In most traditional industries today, global competition thrives. And typically, in each market within each industry, there are leaders, challengers and multiple niche players who can coexist and compete yet still make a good living....
However, in online markets, the picture is quite different. For example, in the market for social media, one company, Myspace, was established in 2003 and became the clear global leader in 2006....
But Facebook, which was established in 2004, was gaining on its rival, and in April 2008 it overtook Myspace in terms of traffic and users, decimating its audience and its ad-derived revenue. By August 2008 Facebook had rocketed past 100 million users (MySpace peaked at about 80 million users). Once ahead, Facebook went on to continue to grow and vanquish its rival and command almost complete control of the entire category, creating the first and only $100 billion player in social media. News Corp then sold Myspace in June 2011 to a private company called Specific Media Group and Justin Timberlake for approximately $35 million.
Myspace was the clear leader and pioneer, yet today it has been relegated to a niche player. As the market had yet to mature, users were still in a mood to shop around and the door was still open for Facebook to overtake and dominate the market. By 2012 their network had grown to be used by over 1 billion active users worldwide.
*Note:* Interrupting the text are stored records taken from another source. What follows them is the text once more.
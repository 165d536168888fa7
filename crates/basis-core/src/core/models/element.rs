use std::fmt;

/// Atomic number reserved for the vacancy placeholder printed for ghost atoms.
pub const VACANCY_ATOMIC_NUMBER: u8 = 0;

/// A chemical element as resolved through an [`ElementTable`](crate::core::periodic::table::ElementTable).
///
/// Elements compare by value: two atoms hold equal elements when both the
/// symbol and the atomic number match. The vacancy placeholder (`"Xx"`, Z = 0)
/// only ever appears transiently while a ghost atom is being resolved.
#[derive(Debug, Clone, PartialEq, Eq, Hash)]
pub struct Element {
    /// Canonical chemical symbol (e.g. "O", "Mg").
    pub symbol: String,
    /// Atomic number in `0..=118`.
    pub atomic_number: u8,
}

impl Element {
    pub fn new(symbol: &str, atomic_number: u8) -> Self {
        Self {
            symbol: symbol.to_string(),
            atomic_number,
        }
    }

    /// Returns `true` for the vacancy placeholder used by ghost atoms.
    pub fn is_vacancy(&self) -> bool {
        self.atomic_number == VACANCY_ATOMIC_NUMBER
    }
}

impl fmt::Display for Element {
    fn fmt(&self, f: &mut fmt::Formatter<'_>) -> fmt::Result {
        write!(f, "{} (Z = {})", self.symbol, self.atomic_number)
    }
}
Online Gravity loves big winners because businesses online share three fundamental characteristics: they are digital, connected in a network and increasingly global. These three characteristics create this effect for the following reasons:
• Switching costs due to digitisation can be high – the digital part means there’s a tendency towards standardisation to support interconnection with other systems and its users. Technology standards, once adopted, have a tendency towards ‘lock-in’, so it becomes hard or very expensive to switch. This applies to people (‘Do I really want to learn how to use a new word-processing program even if it is better?’) as well as the systems themselves (‘I’ve got an Xbox so I’ll keep buying Xbox games – if I bought a PlayStation, I couldn’t play my old Xbox games on it’).
• Bigger networks are more valuable for new customers and so become larger and larger. For many businesses, choosing to be part of a bigger network makes sense, whether it’s choosing a ride-share system such as Uber, a professional social network such as LinkedIn or a holiday-house rental marketplace such as Airbnb.
• A business that can serve everyone around the world online will do so and defeat businesses confined to one country or locality. This is because they can spread their fixed costs across a global revenue base and in turn attract and pay top dollars for the best talent on the planet to do the job better.
This law explains why, once mature, markets online tend towards a stable state of equilibrium involving one planet-sized gravity giant like Facebook with no direct competitors, surrounded by smaller niche satellite players like Twitter, Instagram and WhatsApp.
What we don’t find online is the more familiar pattern ‘offline’ of a leader like Coca-Cola and a major rival like Pepsi Cola. Were it not for the influence of Online Gravity – the MySpace vs Facebook dual could have ended differently and MySpace today would be a highly profitable and credible global rival also worth over $100 billion.... Instead MySpace is a now a specialist online music company less than 100th the size of the Dr Pepper Snapple Group.
This led me to the shorthand expression for the result of this law that explains ‘Why there is no Pepsi in cyberspace’ – meaning why there are no Pepsi-like businesses that are global, profitable and challengers to the leader.